→ **Required action**: Repeat exactly the lines from the start of the material below up to and including the "calls, in seconds." line.

::::

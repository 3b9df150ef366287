use std::path::Path;

use serde::{Deserialize, Serialize};

use crate::errors::{VigilError, VigilResult};

mod defaults {
    pub const ENDPOINT_URL: &str = "http://127.0.0.1:8501/v1/classify";
    pub const BIND_ADDR: &str = "127.0.0.1:8080";
    pub const DB_PATH: &str = "vigil_audit.db";
    pub const REQUEST_TIMEOUT_SECS: u64 = 30;
}

/// Runtime configuration for the relay process.
///
/// Resolution order: built-in defaults, then an optional TOML file,
/// then `VIGIL_*` environment variables on top.
#[derive(Debug, Clone, Serialize, Deserialize)]
#[serde(default)]
pub struct RelayConfig {
    /// URL of the remote classification endpoint.
    pub endpoint_url: String,
    /// Address the HTTP ingress binds to.
    pub bind_addr: String,
    /// Path to the SQLite audit database.
    pub db_path: String,
    /// Timeout applied to classifier calls, in seconds.
    pub request_timeout_secs: u64,
}

impl Default for RelayConfig {
    fn default() -> Self {
        Self {
            endpoint_url: defaults::ENDPOINT_URL.to_string(),
            bind_addr: defaults::BIND_ADDR.to_string(),
            db_path: defaults::DB_PATH.to_string(),
            request_timeout_secs: defaults::REQUEST_TIMEOUT_SECS,
        }
    }
}

impl RelayConfig {
    /// Load from a TOML file. Missing keys fall back to defaults.
    pub fn load(path: &Path) -> VigilResult<Self> {
        let raw = std::fs::read_to_string(path).map_err(|e| VigilError::Config {
            reason: format!("failed to read {}: {e}", path.display()),
        })?;
        toml::from_str(&raw).map_err(|e| VigilError::Config {
            reason: format!("failed to parse {}: {e}", path.display()),
        })
    }

    /// Build from the environment alone.
    pub fn from_env() -> Self {
        Self::default().overlay_env()
    }

    /// Overlay `VIGIL_*` environment variables on this config. Unset or
    /// unparseable variables leave the existing value in place.
    pub fn overlay_env(mut self) -> Self {
        if let Ok(v) = std::env::var("VIGIL_ENDPOINT_URL") {
            self.endpoint_url = v;
        }
        if let Ok(v) = std::env::var("VIGIL_HTTP_BIND") {
            self.bind_addr = v;
        }
        if let Ok(v) = std::env::var("VIGIL_DB_PATH") {
            self.db_path = v;
        }
        if let Ok(v) = std::env::var("VIGIL_REQUEST_TIMEOUT_SECS") {
            if let Ok(secs) = v.trim().parse::<u64>() {
                self.request_timeout_secs = secs;
            }
        }
        self
    }

    /// Startup sanity check.
    pub fn validate(&self) -> VigilResult<()> {
        if self.endpoint_url.trim().is_empty() {
            return Err(VigilError::Config {
                reason: "endpoint_url must not be empty".to_string(),
            });
        }
        if self.bind_addr.parse::<std::net::SocketAddr>().is_err() {
            return Err(VigilError::Config {
                reason: format!("bind_addr '{}' is not a valid socket address", self.bind_addr),
            });
        }
        Ok(())
    }
}

#[cfg(test)]
mod tests {
    use super::*;
    use std::io::Write;

    #[test]
    fn defaults_validate() {
        RelayConfig::default().validate().unwrap();
    }

    #[test]
    fn toml_overrides_defaults() {
        let mut file = tempfile::NamedTempFile::new().unwrap();
        writeln!(file, "endpoint_url = \"http://model.internal/classify\"").unwrap();
        let config = RelayConfig::load(file.path()).unwrap();
        assert_eq!(config.endpoint_url, "http://model.internal/classify");
        // Unset keys keep their defaults.
        assert_eq!(config.request_timeout_secs, 30);
    }

    #[test]
    fn bad_bind_addr_rejected() {
        let config = RelayConfig {
            bind_addr: "not-an-addr".to_string(),
            ..Default::default()
        };
        assert!(config.validate().is_err());
    }
}
use dashmap::DashMap;
use serde::Serialize;
use std::collections::BTreeMap;
use std::sync::atomic::{AtomicU64, AtomicUsize, Ordering};

use crate::common::model::ObjectKey;

/// 调度引擎核心指标
// 使用 Atomic 保证高并发下的计数性能
#[derive(Debug, Default)]
pub struct SchedulerMetrics {
    // --- 瞬时状态 (Gauges) ---
    /// 当前正在进行的 Reconcile 数
    pub in_flight: AtomicUsize,

    /// 每个 Schedule 的活跃实例数
    active_instances: DashMap<ObjectKey, usize>,

    // --- 累积计数 (Counters) ---
    /// 成功创建的实例数
    pub triggers_fired: AtomicU64,

    /// 因 Forbid 被跳过的触发数
    pub triggers_skipped: AtomicU64,

    /// HistoryGC 删除的实例数
    pub gc_deleted: AtomicU64,

    /// HistoryGC 删除失败次数
    pub gc_failures: AtomicU64,

    /// Reconcile 总次数
    pub reconcile_total: AtomicU64,

    /// Reconcile 失败次数 (含 Panic)
    pub reconcile_errors: AtomicU64,

    /// OrphanSweeper 删除的孤儿数
    pub orphans_deleted: AtomicU64,
}

/// 指标快照 (可序列化，便于导出)
#[derive(Debug, Clone, Default, PartialEq, Eq, Serialize)]
pub struct MetricsSnapshot {
    pub in_flight: usize,
    pub triggers_fired: u64,
    pub triggers_skipped: u64,
    pub gc_deleted: u64,
    pub gc_failures: u64,
    pub reconcile_total: u64,
    pub reconcile_errors: u64,
    pub orphans_deleted: u64,
    /// `namespace/name` -> 活跃实例数
    pub active_instances: BTreeMap<String, usize>,
}

impl SchedulerMetrics {
    pub fn inc_in_flight(&self) {
        self.in_flight.fetch_add(1, Ordering::Relaxed);
    }

    pub fn dec_in_flight(&self) {
        self.in_flight.fetch_sub(1, Ordering::Relaxed);
    }

    pub fn inc_fired(&self) {
        self.triggers_fired.fetch_add(1, Ordering::Relaxed);
    }

    pub fn inc_skipped(&self) {
        self.triggers_skipped.fetch_add(1, Ordering::Relaxed);
    }

    pub fn add_gc_deleted(&self, n: u64) {
        self.gc_deleted.fetch_add(n, Ordering::Relaxed);
    }

    pub fn inc_gc_failure(&self) {
        self.gc_failures.fetch_add(1, Ordering::Relaxed);
    }

    pub fn inc_reconcile(&self) {
        self.reconcile_total.fetch_add(1, Ordering::Relaxed);
    }

    pub fn inc_reconcile_error(&self) {
        self.reconcile_errors.fetch_add(1, Ordering::Relaxed);
    }

    pub fn inc_orphan_deleted(&self) {
        self.orphans_deleted.fetch_add(1, Ordering::Relaxed);
    }

    /// 设置某个 Schedule 的活跃实例数
    pub fn set_active(&self, key: &ObjectKey, count: usize) {
        self.active_instances.insert(key.clone(), count);
    }

    /// Schedule 被删除后清掉它的 Gauge
    pub fn clear_active(&self, key: &ObjectKey) {
        self.active_instances.remove(key);
    }

    pub fn active(&self, key: &ObjectKey) -> Option<usize> {
        self.active_instances.get(key).map(|v| *v)
    }

    pub fn snapshot(&self) -> MetricsSnapshot {
        MetricsSnapshot {
            in_flight: self.in_flight.load(Ordering::Relaxed),
            triggers_fired: self.triggers_fired.load(Ordering::Relaxed),
            triggers_skipped: self.triggers_skipped.load(Ordering::Relaxed),
            gc_deleted: self.gc_deleted.load(Ordering::Relaxed),
            gc_failures: self.gc_failures.load(Ordering::Relaxed),
            reconcile_total: self.reconcile_total.load(Ordering::Relaxed),
            reconcile_errors: self.reconcile_errors.load(Ordering::Relaxed),
            orphans_deleted: self.orphans_deleted.load(Ordering::Relaxed),
            active_instances: self
                .active_instances
                .iter()
                .map(|e| (e.key().to_string(), *e.value()))
                .collect(),
        }
    }
}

::::

→ **Answer to this problem**:
repository 3b9df150ef366287
use std::path::Path;

use serde::{Deserialize, Serialize};

use crate::errors::{VigilError, VigilResult};

mod defaults {
    pub const ENDPOINT_URL: &str = "http://127.0.0.1:8501/v1/classify";
    pub const BIND_ADDR: &str = "127.0.0.1:8080";
    pub const DB_PATH: &str = "vigil_audit.db";
    pub const REQUEST_TIMEOUT_SECS: u64 = 30;
}

/// Runtime configuration for the relay process.
///
/// Resolution order: built-in defaults, then an optional TOML file,
/// then `VIGIL_*` environment variables on top.
#[derive(Debug, Clone, Serialize, Deserialize)]
#[serde(default)]
pub struct RelayConfig {
    /// URL of the remote classification endpoint.
    pub endpoint_url: String,
    /// Address the HTTP ingress binds to.
    pub bind_addr: String,
    /// Path to the SQLite audit database.
    pub db_path: String,
    /// Timeout applied to classifier calls, in seconds.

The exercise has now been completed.